I like the way Dominions does it

8 Paths (4 Elemental and 4 Sorcerous):
Fire
Air
Water
Earth
Astral
Nature
Death
Blood

7 Schools:
Conjuration
Alteration
Evocation
Construction
Enchantment
Thaumaturgy
Blood

I have a fantasy world setting and I am really unsure of how to proceed in this end. Obviously I want there to be standard earth / fire / water / lightning shit, but then how far do I let magic go if I want it to be predominantly "natural" and not capable of changing the world vastly? I want it to be powerful and impactful, but not to the point where magic could solve world hunger, provide infinite Power and allow anyone to fly or teleport anywhere with minimal effort (or similar things that would completely change society)

Also, how do I limit magic lore wise - without strictly bringing in "mana" or similar?

Same. Mage's spheres are my go-to for magical classifications. Fairly evocative, simple, and give you a lot of room to work with. And I don't think Spirit and Prime are that difficult to adapt, personally. Most fantasy settings have some concept of spirits/a spirit world, souls, and summoner-type mages. Same for Prime. Generally if you have magic, you have magic, so it makes sense that you'd have magic that manipulates magic. WoD does have very specific ways it treats both of those things but I'd say they can be converted to other worlds without too much hassle.


Blood is a school and a path?

Blood magic, it usually falls within the confines of dark magic

This. It bothers me how in D&D divine casters have spell slots just like wizards, as if their god answers to a set amount of prayers daily.

There's a lot of ways to go with that. I personally go with a combination of
>Requires specific innate qualities and training for anything other than cantrip tier-stuff
>Magic is fragile, and permanent or significant workings require investiture of the mage's life force
>Magic warps nature, creating a lot of weird phenomena that tends to draw negative attention to the mage
>The major religion doesn't like magic for setting reasons, and can actively suppress it or cause it to turn on/collapse back on it's creator.

I'm familiar with the trope. I just thought it was weird it was an element AND a school.

It's just lazy. They've got weird mechanical subsystems for dozens of other inconsequential things, but they can't make miracles and nerd tricks different in the least?

Time magic is best magic

At the moment I have a few of those, more or less.

>Not everyone can use magic, ie. You have to be born with the "spark" so to speak to actually use it. The rate is around 10%, and of that 10% everyone will have varying levels of talent and ability to become good.
>Need to train to control it and become better (just like physical training)

However most places don't have problems with magic (though I suppose I could add that in) and magic doesn't necessarily cause unusual phenomena (although if you're shooting big rocks and fire and lightning it's obviously gonna cause damage)

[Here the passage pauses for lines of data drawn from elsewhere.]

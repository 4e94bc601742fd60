//! Integration tests for the full analysis pipeline.

mod common;

use hp_advisor::pipeline::{AnalysisOutcome, run_analysis, run_analysis_with_source};

#[test]
fn baseline_sizes_the_reference_apartment_block() {
    let report = common::complete_report(&common::apartment_scenario());

    // 50 000 m³ × 9.769 × 0.90 = 439 605 kWh of useful heat
    assert!((report.heat_demand.total_heat_kwh - 439_605.0).abs() < 1.0);
    // 170.96 kW peak, × beta 0.30 = 51.29 kW required capacity
    assert!((report.heat_demand.required_power_kw - 170.96).abs() < 0.05);
    assert!((report.selection.required_capacity_kw - 51.29).abs() < 0.05);

    // The single large unit wins on unit count and price.
    assert_eq!(report.chosen.model.id, "mt80i");
    assert_eq!(report.chosen.units_needed, 1);
    assert!(report.chosen.total_capacity_kw >= report.selection.required_capacity_kw);
}

#[test]
fn baseline_savings_are_positive_with_finite_payback() {
    let report = common::complete_report(&common::apartment_scenario());
    assert!(report.savings.annual_savings_eur > 0.0);
    assert!(report.savings.payback.years().is_some());
    assert!(report.savings.co2_reduction_kg > 0.0);
    let pct = report.savings.savings_percent.expect("gas bill is non-zero");
    assert!(pct > 0.0 && pct < 100.0);
}

#[test]
fn building_profile_conserves_annual_totals_end_to_end() {
    let scenario = common::apartment_scenario();
    let report = common::complete_report(&scenario);
    let offtake: f64 = report.building_profile.iter().map(|p| p.offtake_kwh).sum();
    let feed_in: f64 = report.building_profile.iter().map(|p| p.feed_in_kwh).sum();
    let gas: f64 = report.building_profile.iter().map(|p| p.gas_m3).sum();
    assert!((offtake - scenario.energy.electricity_offtake_kwh).abs() < 1e-3);
    assert!((feed_in - scenario.energy.electricity_feed_in_kwh).abs() < 1e-3);
    assert!((gas - scenario.energy.gas_m3).abs() < 1e-3);
}

#[test]
fn combined_load_is_building_plus_heat_pump_everywhere() {
    let report = common::complete_report(&common::apartment_scenario());
    for p in &report.combined_load {
        assert!((p.combined_kw - (p.building_kw + p.hp_kw)).abs() < 1e-9);
        // flags and magnitudes agree
        assert_eq!(p.exceedance, p.exceedance_kw > 0.0);
    }
    let flagged = report.combined_load.iter().filter(|p| p.exceedance).count();
    assert_eq!(flagged, report.peak.exceedance_count);
}

#[test]
fn same_seed_is_deterministic_different_seed_is_not() {
    let scenario = common::apartment_scenario();
    let a = common::complete_report(&scenario);
    let b = common::complete_report(&scenario);
    assert_eq!(a.peak.peak_kw, b.peak.peak_kw);
    assert_eq!(a.steering.cost_without_eur, b.steering.cost_without_eur);
    assert_eq!(
        a.dynamic_pricing.price_stats.avg_spot_ct_per_kwh,
        b.dynamic_pricing.price_stats.avg_spot_ct_per_kwh
    );

    let mut reseeded = common::apartment_scenario();
    reseeded.analysis.seed = 1234;
    let c = common::complete_report(&reseeded);
    assert_ne!(a.peak.peak_kw, c.peak.peak_kw);
}

#[test]
fn injected_weather_fixture_drives_the_analysis() {
    let scenario = common::apartment_scenario();
    // A mild flat year: heating runs (10 °C < 15 °C threshold) but never
    // hits a demand peak, and flat prices leave nothing to steer.
    let weather = common::flat_weather(scenario.analysis.year, 10.0, 25.0);
    let outcome =
        run_analysis_with_source(&scenario, &weather).expect("scenario should validate");
    let report = match outcome {
        AnalysisOutcome::Complete(report) => report,
        AnalysisOutcome::NoSuitableModel { .. } => panic!("baseline must find a model"),
    };
    assert!(report.hp_profile.peak_power_kw > 0.0);
    assert_eq!(report.steering.shifted_kwh, 0.0);
    assert_eq!(report.dynamic_pricing.price_stats.avg_spot_ct_per_kwh, 25.0);
    assert_eq!(report.dynamic_pricing.hours_with_price, 8784);
}

#[test]
fn saldering_identities_hold_on_the_synthetic_year() {
    let scenario = common::apartment_scenario();
    let report = common::complete_report(&scenario);
    let s = &report.saldering;
    // offset = min(feed-in, offtake), surplus = max(0, feed-in − offtake)
    let expected_offset = s.total_feed_in_kwh.min(s.total_offtake_kwh);
    assert!(
        (s.with_net_metering.without_hp.offset_kwh - expected_offset).abs() < 1e-6
    );
    assert_eq!(s.without_net_metering.without_hp.offset_kwh, 0.0);
    assert!(s.self_consumption_kwh <= s.total_feed_in_kwh + 1e-9);
}

#[test]
fn hp_profile_scales_with_the_chosen_cascade() {
    let report = common::complete_report(&common::apartment_scenario());
    let rescaled = report.hp_profile.scaled(2.0);
    assert!((rescaled.peak_power_kw - report.hp_profile.peak_power_kw * 2.0).abs() < 1e-9);
    assert_eq!(rescaled.points.len(), report.hp_profile.points.len());
}

#[test]
fn invalid_scenario_reports_every_failed_precondition() {
    let mut scenario = common::apartment_scenario();
    scenario.energy.gas_m3 = 0.0;
    scenario.building.grid_connection = "2x10A".to_string();
    let errors = run_analysis(&scenario).err().expect("must refuse to run");
    let fields: Vec<&str> = errors.iter().map(|e| e.field.as_str()).collect();
    assert!(fields.contains(&"energy.gas_m3"));
    assert!(fields.contains(&"building.grid_connection"));
}
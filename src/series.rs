//! Hour-resolution calendar utilities shared by the profile generators and
//! analysis stages.

use chrono::{Datelike, Duration, NaiveDate, NaiveDateTime, Timelike, Weekday};

/// Join key identifying an hour within a single calendar year.
///
/// The analysis stages join series by month/day/hour rather than absolute
/// timestamp, so all joined series must describe the same year. Feeding
/// multi-year data would silently cross-wire hours across years; single-year
/// analysis is a contract of the pipeline.
#[derive(Debug, Clone, Copy, PartialEq, Eq, PartialOrd, Ord, Hash)]
pub struct HourKey {
    pub month: u32,
    pub day: u32,
    pub hour: u32,
}

impl HourKey {
    /// Extracts the key from an hour-aligned timestamp.
    pub fn from_datetime(ts: NaiveDateTime) -> Self {
        Self {
            month: ts.month(),
            day: ts.day(),
            hour: ts.hour(),
        }
    }
}

/// Midnight on January 1st of `year`.
pub fn year_start(year: i32) -> NaiveDateTime {
    NaiveDate::from_ymd_opt(year, 1, 1)
        .and_then(|d| d.and_hms_opt(0, 0, 0))
        .expect("January 1st 00:00 exists for every supported year")
}

/// Number of hours in `year`: 8760, or 8784 in leap years.
pub fn hours_in_year(year: i32) -> usize {
    if NaiveDate::from_ymd_opt(year, 2, 29).is_some() {
        8784
    } else {
        8760
    }
}

/// Iterates every hour-aligned timestamp of `year` in chronological order.
pub fn year_hours(year: i32) -> impl Iterator<Item = NaiveDateTime> {
    let start = year_start(year);
    (0..hours_in_year(year)).map(move |h| start + Duration::hours(h as i64))
}

/// `true` on Saturday and Sunday.
pub fn is_weekend(ts: NaiveDateTime) -> bool {
    matches!(ts.weekday(), Weekday::Sat | Weekday::Sun)
}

Keeping in mind the magic system is more akin to eg. Bending than "say magic words and X happens", I guess I just need to make sure that down the track any form of magic will have a "why can't they do X" where X is a lore-breaking, setting breaking or gamebreaking power. I need to think more on this, and on what classes of magic can exist and which ones I should exclude...

>Blood is a school and a path?
Blood works differently than the other kinds of magic so it gets its own school of research.

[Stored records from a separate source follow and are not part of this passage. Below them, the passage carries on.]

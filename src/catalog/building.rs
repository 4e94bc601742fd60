//! Building-type reference table.

/// Occupancy profile class that selects the hourly/seasonal weight curves
/// used when synthesizing load profiles.
#[derive(Debug, Clone, Copy, PartialEq, Eq, Hash)]
pub enum OccupancyClass {
    Residential,
    Office,
    Healthcare,
    /// Round-the-clock healthcare (hospitals).
    Healthcare24h,
    Hospitality,
    School,
    Sports,
}

/// Static building-type entry.
///
/// Immutable reference data; looked up by id via [`building_type`].
#[derive(Debug, Clone, Copy)]
pub struct BuildingType {
    pub id: &'static str,
    pub name: &'static str,
    /// Gas-to-heat conversion factor (kWh per m³).
    pub gas_to_kwh_factor: f64,
    /// Hot-water share of total heat demand (percent).
    pub hot_water_percent: f64,
    /// Default domestic-hot-water demand per occupancy unit (liters per day).
    pub default_dhw_liters_per_unit: f64,
    pub occupancy: OccupancyClass,
}

/// All supported building types.
pub static BUILDING_TYPES: &[BuildingType] = &[
    BuildingType {
        id: "apartment_building",
        name: "Apartment building",
        gas_to_kwh_factor: 9.769,
        hot_water_percent: 30.0,
        default_dhw_liters_per_unit: 120.0,
        occupancy: OccupancyClass::Residential,
    },
    BuildingType {
        id: "care_home",
        name: "Care home",
        gas_to_kwh_factor: 9.5,
        hot_water_percent: 35.0,
        default_dhw_liters_per_unit: 100.0,
        occupancy: OccupancyClass::Healthcare,
    },
    BuildingType {
        id: "nursing_home",
        name: "Nursing home",
        gas_to_kwh_factor: 9.5,
        hot_water_percent: 40.0,
        default_dhw_liters_per_unit: 120.0,
        occupancy: OccupancyClass::Healthcare,
    },
    BuildingType {
        id: "hospital",
        name: "Hospital",
        gas_to_kwh_factor: 9.3,
        hot_water_percent: 25.0,
        default_dhw_liters_per_unit: 150.0,
        occupancy: OccupancyClass::Healthcare24h,
    },
    BuildingType {
        id: "hotel",
        name: "Hotel",
        gas_to_kwh_factor: 9.5,
        hot_water_percent: 45.0,
        default_dhw_liters_per_unit: 150.0,
        occupancy: OccupancyClass::Hospitality,
    },
    BuildingType {
        id: "office",
        name: "Office",
        gas_to_kwh_factor: 9.769,
        hot_water_percent: 10.0,
        default_dhw_liters_per_unit: 10.0,
        occupancy: OccupancyClass::Office,
    },
    BuildingType {
        id: "school_primary",
        name: "Primary school",
        gas_to_kwh_factor: 9.5,
        hot_water_percent: 15.0,
        default_dhw_liters_per_unit: 5.0,
        occupancy: OccupancyClass::School,
    },
    BuildingType {
        id: "school_secondary",
        name: "Secondary school",
        gas_to_kwh_factor: 9.5,
        hot_water_percent: 15.0,
        default_dhw_liters_per_unit: 8.0,
        occupancy: OccupancyClass::School,
    },
    BuildingType {
        id: "swimming_pool",
        name: "Swimming pool",
        gas_to_kwh_factor: 9.0,
        hot_water_percent: 60.0,
        default_dhw_liters_per_unit: 500.0,
        occupancy: OccupancyClass::Sports,
    },
    BuildingType {
        id: "sports_facility",
        name: "Sports hall",
        gas_to_kwh_factor: 9.3,
        hot_water_percent: 40.0,
        default_dhw_liters_per_unit: 200.0,
        occupancy: OccupancyClass::Sports,
    },
];

/// Looks up a building type by id.
pub fn building_type(id: &str) -> Option<&'static BuildingType> {
    BUILDING_TYPES.iter().find(|b| b.id == id)
}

I'm not entirely understanding your issue. You seem to have a good idea what you want from magic and what limitations it has, so you seem to be set.

I guess my problem is I don't want to create this magic system only to have it exploited if that makes sense. That's why I want to refine it and make sure it has strong limitations. I'm monitoring this thread to maybe see what other people do in their magic systems for inspiration.

Just have clear limits to what mortals are able to do with magic. Many mages working together can achieve amazing feats, but no amount of them can simply turn off the sun, for example.

What system are you using for your campaign? That's a much greater limiting factor to overpoweredness than your magic system alone

>no amount of them can simply turn off the sun
Lame, dropped

Illusion and conjuration. You can make anything, fake anything, or more importantly mix it up so no one knows till too late..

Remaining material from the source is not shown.